Exercise: Starting at the line that holds "by exactly one" and stopping at the line that holds "pub const fn new(gas: u64)", restate the records below word for word, with both of those lines included.

Working data:
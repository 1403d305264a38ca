#![warn(missing_docs)]
//! Redis storage backend for relay.
//!
//! Records written here persist across process restarts and are shared by
//! every process pointed at the same server, making this the backend of
//! choice when several CLI invocations should see one cache. Consistency is
//! whatever the Redis deployment provides — relay layers no coherence
//! protocol on top.

pub mod backend;
pub mod error;

#[doc(inline)]
pub use crate::backend::{RedisBackend, RedisBackendBuilder};
pub use crate::error::Error;
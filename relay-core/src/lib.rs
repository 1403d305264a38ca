#![warn(missing_docs)]
//! # relay-core
//!
//! Value types shared by the relay pipeline and its storage backends:
//!
//! - [`Request`] / [`Response`] — the descriptors flowing through the
//!   middleware chain.
//! - [`StoredResponse`] — the serializable cache record, with the freshness
//!   and revalidation accessors the cache middleware evaluates on read.
//! - [`CacheKey`] — normalized-URL storage key for cacheable requests.
//! - [`CacheStatus`] — the hit/miss/revalidated flag carried on responses.

pub mod key;
pub mod record;
pub mod request;
pub mod response;
pub mod status;

pub use key::CacheKey;
pub use record::StoredResponse;
pub use request::Request;
pub use response::Response;
pub use status::{CACHE_STATUS_HEADER, CacheStatus};
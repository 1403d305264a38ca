//! Storage backend contract for relay response caches.
//!
//! If you want to implement your own backend, you are in the right place:
//! implement [`Backend`] over any store with atomic per-key replace
//! semantics. The response cache never lets a backend failure abort a
//! request — every error here degrades to a cache miss.

mod backend;
mod memory;

pub use backend::{Backend, BackendResult};
pub use memory::MemoryBackend;

use thiserror::Error;

/// General groups of errors in backend interaction.
#[derive(Debug, Error)]
pub enum BackendError {
    /// Internal backend error, state or computation error.
    ///
    /// Any error not bound to network interaction.
    #[error(transparent)]
    Internal(Box<dyn std::error::Error + Send + Sync>),
    /// Network interaction error.
    #[error(transparent)]
    Connection(Box<dyn std::error::Error + Send + Sync>),
}

/// Status of a remove operation.
#[derive(Debug, PartialEq, Eq)]
pub enum DeleteStatus {
    /// Record successfully deleted.
    Deleted(u32),
    /// Record already missing.
    Missing,
}
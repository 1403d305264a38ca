//! Pipeline assembly and the execute entry point.

use std::env;
use std::sync::Arc;

use http::Uri;
use relay_backend::{Backend, MemoryBackend};
use relay_core::{Request, Response};

use crate::error::Error;
use crate::middleware::{
    AuthMiddleware, CacheMiddleware, DecodeMiddleware, LoggingMiddleware, Middleware, Next,
    StatusMiddleware,
};
use crate::transport::{ReqwestTransport, Transport};

/// Environment variable consulted for the bearer token when none is supplied
/// explicitly.
pub const TOKEN_ENV: &str = "RELAY_TOKEN";

/// The assembled middleware pipeline.
///
/// Stages wrap the transport in a fixed onion order, outermost to innermost:
/// logging → auth → decode → status → cache → transport. The order is
/// load-bearing: the cache sits innermost among the logic stages so a hit
/// flows back through every outer stage exactly as an origin response would,
/// and logging sits outermost so it observes the net effect of the whole
/// chain.
///
/// Callers own the client's lifetime; there is no process-wide instance.
pub struct Client {
    transport: Box<dyn Transport>,
    middlewares: Vec<Arc<dyn Middleware>>,
}

impl Client {
    /// Starts building a client.
    pub fn builder() -> ClientBuilder {
        ClientBuilder::default()
    }

    /// Runs `request` through the pipeline.
    pub async fn execute(&self, request: Request) -> Result<Response, Error> {
        Next::new(self.transport.as_ref(), &self.middlewares)
            .run(request)
            .await
    }

    /// Convenience wrapper: GET `url`.
    pub async fn get(&self, url: &str) -> Result<Response, Error> {
        let uri: Uri = url.parse()?;
        self.execute(Request::get(uri)).await
    }
}

/// Builder for [`Client`].
#[derive(Default)]
pub struct ClientBuilder {
    token: Option<String>,
    backend: Option<Arc<dyn Backend>>,
    transport: Option<Box<dyn Transport>>,
}

impl ClientBuilder {
    /// Supplies the bearer token explicitly instead of reading [`TOKEN_ENV`].
    pub fn token(mut self, token: impl Into<String>) -> Self {
        self.token = Some(token.into());
        self
    }

    /// Selects the storage backend. Defaults to a process-local
    /// [`MemoryBackend`].
    pub fn backend(mut self, backend: impl Backend + 'static) -> Self {
        self.backend = Some(Arc::new(backend));
        self
    }

    /// Selects the transport. Defaults to [`ReqwestTransport`].
    pub fn transport(mut self, transport: impl Transport + 'static) -> Self {
        self.transport = Some(Box::new(transport));
        self
    }

    /// Assembles the pipeline. The credential is resolved exactly once,
    /// here.
    pub fn build(self) -> Result<Client, Error> {
        let token = match self.token {
            Some(token) => token,
            None => env::var(TOKEN_ENV).map_err(|_| {
                Error::Configuration(format!("set {TOKEN_ENV} to a valid access token"))
            })?,
        };
        let backend = self
            .backend
            .unwrap_or_else(|| Arc::new(MemoryBackend::new()));
        let transport = self
            .transport
            .unwrap_or_else(|| Box::new(ReqwestTransport::new()));

        let middlewares: Vec<Arc<dyn Middleware>> = vec![
            Arc::new(LoggingMiddleware),
            Arc::new(AuthMiddleware::new(&token)?),
            Arc::new(DecodeMiddleware),
            Arc::new(StatusMiddleware),
            Arc::new(CacheMiddleware::new(backend)),
        ];

        Ok(Client {
            transport,
            middlewares,
        })
    }
}
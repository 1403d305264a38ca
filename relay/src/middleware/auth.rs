//! Credential injection and authentication failure detection.

use async_trait::async_trait;
use http::header::AUTHORIZATION;
use http::{HeaderValue, StatusCode};
use relay_core::{Request, Response};

use super::{Middleware, Next};
use crate::error::Error;

/// Injects a bearer token into every outgoing request and converts an
/// observed 401 into [`Error::AuthenticationFailed`].
///
/// The 401 check overrides any inner stage's classification: a rejected
/// credential is categorically not retryable without operator intervention.
pub struct AuthMiddleware {
    credential: HeaderValue,
}

impl AuthMiddleware {
    /// Builds the middleware from a bearer token.
    pub fn new(token: &str) -> Result<Self, Error> {
        let mut credential = HeaderValue::from_str(&format!("Bearer {token}")).map_err(|_| {
            Error::Configuration("token contains characters not valid in a header".to_owned())
        })?;
        credential.set_sensitive(true);
        Ok(AuthMiddleware { credential })
    }
}

#[async_trait]
impl Middleware for AuthMiddleware {
    async fn handle(&self, mut request: Request, next: Next<'_>) -> Result<Response, Error> {
        request
            .headers_mut()
            .insert(AUTHORIZATION, self.credential.clone());

        let response = next.run(request).await?;
        if response.status() == StatusCode::UNAUTHORIZED {
            return Err(Error::AuthenticationFailed);
        }
        Ok(response)
    }
}
//! Error types for Redis backend operations.
//!
//! All errors convert into [`BackendError`] for uniform handling across
//! backends; the response cache in turn treats any backend error as a cache
//! miss.
//!
//! [`BackendError`]: relay_backend::BackendError

use redis::RedisError;
use relay_backend::BackendError;

/// Error type for Redis backend operations.
///
/// Wraps errors from the underlying [`redis`] crate: connection failures,
/// protocol errors, authentication failures and command execution errors.
#[derive(Debug, thiserror::Error)]
pub enum Error {
    /// An error from the underlying Redis client.
    #[error("redis backend error: {0}")]
    Redis(#[from] RedisError),
}

impl From<Error> for BackendError {
    fn from(error: Error) -> Self {
        Self::Connection(Box::new(error))
    }
}
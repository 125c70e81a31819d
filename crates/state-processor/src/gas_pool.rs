use core::fmt;

/// Error returned by [`GasPool`] operations. A failed operation leaves the pool untouched.
#[derive(Debug, Clone, Copy, PartialEq, Eq, thiserror::Error)]
pub enum GasPoolError {
    /// The pool does not hold enough gas for the requested amount.
    #[error("gas limit reached: available={available} < requested={requested}")]
    GasLimitExceeded {
        /// Gas remaining in the pool.
        available: u64,
        /// Gas requested from the pool.
        requested: u64,
    },
    /// Returning gas to the pool would overflow its counter.
    #[error("gas pool overflow: available={available} + returned={returned}")]
    Overflow {
        /// Gas remaining in the pool.
        available: u64,
        /// Gas returned to the pool.
        returned: u64,
    },
}

/// The remaining gas budget of a block.
///
/// A pool is created once per block with the block gas limit and is owned by exactly one
/// in-flight processing run. Each ordinary transaction reserves its gas limit before execution
/// and returns whatever it did not use afterwards, so the pool enforces the block gas limit
/// incrementally instead of after the fact.
#[derive(Clone, Copy, Default, PartialEq, Eq)]
pub struct GasPool(u64);

impl GasPool {
    /// Creates a pool holding `gas`.
    pub const fn new(gas: u64) -> Self {
        Self(gas)
    }

    /// Makes `amount` additional gas available.
    pub fn add_gas(&mut self, amount: u64) -> Result<&mut Self, GasPoolError> {
        self.0 = self
            .0
            .checked_add(amount)
            .ok_or(GasPoolError::Overflow { available: self.0, returned: amount })?;
        Ok(self)
    }

    /// Deducts `amount` from the pool.
    pub fn sub_gas(&mut self, amount: u64) -> Result<&mut Self, GasPoolError> {
        self.0 = self
            .0
            .checked_sub(amount)
            .ok_or(GasPoolError::GasLimitExceeded { available: self.0, requested: amount })?;
        Ok(self)
    }

    /// Returns the gas left in the pool.
    pub const fn gas(&self) -> u64 {
        self.0
    }

    /// Overwrites the amount of gas in the pool.
    pub fn set_gas(&mut self, gas: u64) {
        self.0 = gas;
    }
}

impl fmt::Debug for GasPool {
    fn fmt(&self, f: &mut fmt::Formatter<'_>) -> fmt::Result {
        f.debug_tuple("GasPool").field(&self.0).finish()
    }
}

impl fmt::Display for GasPool {
    fn fmt(&self, f: &mut fmt::Formatter<'_>) -> fmt::Result {
        write!(f, "{}", self.0)
    }
}
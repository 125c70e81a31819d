use alloy_consensus::Header;
use alloy_primitives::{map::HashMap, BlockHash, Sealed};

use crate::{ChainConfig, ChainReader};

/// An in-memory [`ChainReader`] for testing purposes.
#[derive(Debug, Clone)]
pub struct MemoryChain {
    config: ChainConfig,
    headers: HashMap<BlockHash, Header>,
}

impl MemoryChain {
    /// Creates a chain with no known header.
    pub fn new(config: ChainConfig) -> Self {
        Self { config, headers: HashMap::default() }
    }

    /// Adds a header to the chain.
    pub fn with_header(mut self, header: Header) -> Self {
        self.insert(header);
        self
    }

    /// Adds a header to the chain and returns it sealed.
    pub fn insert(&mut self, header: Header) -> Sealed<Header> {
        let hash = header.hash_slow();
        self.headers.insert(hash, header.clone());
        Sealed::new_unchecked(header, hash)
    }

    /// Mutable access to the chain configuration.
    pub fn config_mut(&mut self) -> &mut ChainConfig {
        &mut self.config
    }
}

impl ChainReader for MemoryChain {
    fn config(&self) -> &ChainConfig {
        &self.config
    }

    fn header_by_hash(&self, hash: BlockHash) -> Option<Header> {
        self.headers.get(&hash).cloned()
    }
}
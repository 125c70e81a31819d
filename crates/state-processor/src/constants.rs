//! Constants used by the block state processor.

/// The `tracing` target used by every log line emitted from this crate.
pub const LOG_TARGET: &str = "state_processor";

/// Number of receipts one bloom worker is expected to absorb before another worker is spawned.
pub const RECEIPTS_PER_BLOOM_WORKER: usize = 64;

/// Upper bound on the number of bloom workers spawned for a single block.
pub const MAX_BLOOM_WORKERS: usize = 8;

/// Initial capacity reserved for system transactions. Proof-of-staked-authority chains usually
/// carry two of them per block: one for the validator set contract and one for the system
/// reward contract.
pub const SYSTEM_TX_CAPACITY: usize = 2;

/// EIP-2718 transaction type identifiers.
pub mod tx_type {
    /// Legacy (untyped) transaction.
    pub const LEGACY: u8 = 0x00;
    /// EIP-2930 access-list transaction.
    pub const EIP2930: u8 = 0x01;
    /// EIP-1559 dynamic-fee transaction.
    pub const EIP1559: u8 = 0x02;
    /// EIP-4844 blob transaction.
    pub const EIP4844: u8 = 0x03;
    /// EIP-7702 set-code transaction.
    pub const EIP7702: u8 = 0x04;
}
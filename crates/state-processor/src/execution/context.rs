use alloy_consensus::Header;
use alloy_primitives::{Address, BlockNumber, B256, U256};

use crate::{ChainConfig, Message};

/// Protocol rules active for one block, resolved once from the chain configuration.
#[derive(Debug, Clone, Copy, Default, PartialEq, Eq)]
pub struct ForkRules {
    /// EIP-155 replay protection and EIP-158 empty-account deletion.
    pub is_eip158: bool,
    /// Byzantium.
    pub is_byzantium: bool,
    /// Berlin.
    pub is_berlin: bool,
    /// London.
    pub is_london: bool,
    /// Shanghai.
    pub is_shanghai: bool,
    /// Cancun.
    pub is_cancun: bool,
    /// Prague.
    pub is_prague: bool,
}

impl ForkRules {
    /// Resolves the rules active at the given block number and timestamp.
    pub fn new(config: &ChainConfig, number: BlockNumber, timestamp: u64) -> Self {
        Self {
            is_eip158: config.is_eip158(number),
            is_byzantium: config.is_byzantium(number),
            is_berlin: config.is_berlin(number),
            is_london: config.is_london(number),
            is_shanghai: config.is_shanghai(number, timestamp),
            is_cancun: config.is_cancun(number, timestamp),
            is_prague: config.is_prague(number, timestamp),
        }
    }
}

/// Block-scoped execution context, built once per block.
#[derive(Debug, Clone, Default, PartialEq, Eq)]
pub struct BlockContext {
    /// Recipient of the block's fees, the header beneficiary unless overridden.
    pub coinbase: Address,
    /// Block number.
    pub number: BlockNumber,
    /// Block timestamp.
    pub timestamp: u64,
    /// Block gas limit.
    pub gas_limit: u64,
    /// Block base fee, `None` before London.
    pub base_fee: Option<u64>,
    /// Block difficulty.
    pub difficulty: U256,
    /// `PREVRANDAO` value, only set once the difficulty is zero (post-merge).
    pub prev_randao: Option<B256>,
    /// Excess blob gas, `None` before Cancun.
    pub excess_blob_gas: Option<u64>,
    /// Hash of the parent block.
    pub parent_hash: B256,
    /// Protocol rules active for the block.
    pub rules: ForkRules,
}

impl BlockContext {
    /// Builds the context of `header`. `author` overrides the header beneficiary as fee
    /// recipient, which block producers use while sealing.
    pub fn new(header: &Header, config: &ChainConfig, author: Option<Address>) -> Self {
        Self {
            coinbase: author.unwrap_or(header.beneficiary),
            number: header.number,
            timestamp: header.timestamp,
            gas_limit: header.gas_limit,
            base_fee: header.base_fee_per_gas,
            difficulty: header.difficulty,
            prev_randao: header.difficulty.is_zero().then_some(header.mix_hash),
            excess_blob_gas: header.excess_blob_gas,
            parent_hash: header.parent_hash,
            rules: ForkRules::new(config, header.number, header.timestamp),
        }
    }
}

/// Transaction-scoped execution context, built once per transaction.
#[derive(Debug, Clone, Default, PartialEq, Eq)]
pub struct TxContext {
    /// The transaction sender (`ORIGIN`).
    pub origin: Address,
    /// The effective gas price (`GASPRICE`).
    pub gas_price: u128,
    /// The versioned blob hashes (`BLOBHASH`).
    pub blob_hashes: Vec<B256>,
    /// The max fee per blob gas.
    pub blob_fee_cap: Option<u128>,
}

impl TxContext {
    /// Builds the context of `message`.
    pub fn from_message(message: &Message) -> Self {
        Self {
            origin: message.from,
            gas_price: message.gas_price,
            blob_hashes: message.blob_hashes.clone(),
            blob_fee_cap: message.blob_gas_fee_cap,
        }
    }
}
use alloy_primitives::Log;

use crate::{
    AsyncReceiptBloomGenerator, Block, ExecutionAdapter, GasPool, Receipt, Signer,
};

/// The session of one block processing run.
///
/// Created by [`StateProcessor::prepare`](crate::StateProcessor::prepare), advanced one
/// transaction at a time by [`StateProcessor::process_tx`](crate::StateProcessor::process_tx)
/// and consumed by [`StateProcessor::commit`](crate::StateProcessor::commit). Receipts held by
/// the run are not final until it is committed: their bloom filters are still being computed.
#[derive(Debug)]
pub struct ExecutionRun<'a, T, V> {
    pub(crate) block: &'a Block<T>,
    pub(crate) gas_pool: GasPool,
    pub(crate) adapter: ExecutionAdapter<V>,
    pub(crate) signer: Signer,
    pub(crate) bloom: AsyncReceiptBloomGenerator,
    pub(crate) system_transactions: Vec<T>,
    pub(crate) transactions: Vec<T>,
    pub(crate) receipts: Vec<Receipt>,
    pub(crate) used_gas: u64,
    pub(crate) next_index: usize,
    pub(crate) aborted: bool,
}

impl<'a, T, V> ExecutionRun<'a, T, V> {
    /// The block being processed.
    pub const fn block(&self) -> &'a Block<T> {
        self.block
    }

    /// The gas left in the block.
    pub const fn gas_pool(&self) -> &GasPool {
        &self.gas_pool
    }

    /// The signer bound to the block's protocol version.
    pub const fn signer(&self) -> &Signer {
        &self.signer
    }

    /// The execution adapter. Callers may use it to inspect or re-point the VM between
    /// transactions.
    pub fn adapter_mut(&mut self) -> &mut ExecutionAdapter<V> {
        &mut self.adapter
    }

    /// The ordinary transactions applied so far.
    pub fn transactions(&self) -> &[T] {
        &self.transactions
    }

    /// The system transactions deferred to finalization so far.
    pub fn system_transactions(&self) -> &[T] {
        &self.system_transactions
    }

    /// The receipts produced so far. Their bloom filters are not final before commit.
    pub fn receipts(&self) -> &[Receipt] {
        &self.receipts
    }

    /// Gas used by the ordinary transactions applied so far.
    pub const fn used_gas(&self) -> u64 {
        self.used_gas
    }

    /// Index of the next transaction to process.
    pub const fn next_index(&self) -> usize {
        self.next_index
    }

    /// Returns `true` once every transaction of the block has been processed.
    pub fn is_finished(&self) -> bool {
        self.next_index == self.block.transactions.len()
    }

    /// Returns `true` if the run was aborted by an error.
    pub const fn is_aborted(&self) -> bool {
        self.aborted
    }

    /// Aborts the run, draining the bloom workers.
    pub(crate) fn abort(&mut self) {
        self.aborted = true;
        self.bloom.close();
    }
}

/// The outcome of one [`StateProcessor::process_tx`](crate::StateProcessor::process_tx) call.
#[derive(Debug, Clone, PartialEq, Eq)]
pub enum TxStep {
    /// The transaction is a system transaction and was deferred to finalization.
    System {
        /// Index of the transaction in the block.
        index: usize,
    },
    /// The transaction was applied.
    Ordinary {
        /// Index of the transaction in the block.
        index: usize,
        /// The receipt of the transaction. Its bloom is not computed yet.
        receipt: Receipt,
    },
}

impl TxStep {
    /// Index of the processed transaction.
    pub const fn index(&self) -> usize {
        match self {
            Self::System { index } | Self::Ordinary { index, .. } => *index,
        }
    }

    /// Index of the next transaction to process.
    pub const fn next_index(&self) -> usize {
        self.index() + 1
    }

    /// Returns `true` if the transaction was deferred as a system transaction.
    pub const fn is_system(&self) -> bool {
        matches!(self, Self::System { .. })
    }

    /// The receipt of an ordinary transaction.
    pub const fn receipt(&self) -> Option<&Receipt> {
        match self {
            Self::System { .. } => None,
            Self::Ordinary { receipt, .. } => Some(receipt),
        }
    }

    /// The logs emitted by the transaction.
    pub fn logs(&self) -> &[Log] {
        self.receipt().map(|receipt| receipt.logs.as_slice()).unwrap_or_default()
    }

    /// Gas used by the transaction, zero for system transactions.
    pub fn gas_used(&self) -> u64 {
        self.receipt().map_or(0, |receipt| receipt.gas_used)
    }
}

Problem solution:
/// A pool is created once per block with the block gas limit and is owned by exactly one
/// in-flight processing run. Each ordinary transaction reserves its gas limit before execution
/// and returns whatever it did not use afterwards, so the pool enforces the block gas limit
/// incrementally instead of after the fact.
#[derive(Clone, Copy, Default, PartialEq, Eq)]
pub struct GasPool(u64);

impl GasPool {
    /// Creates a pool holding `gas`.
    pub const fn new(gas: u64) -> Self {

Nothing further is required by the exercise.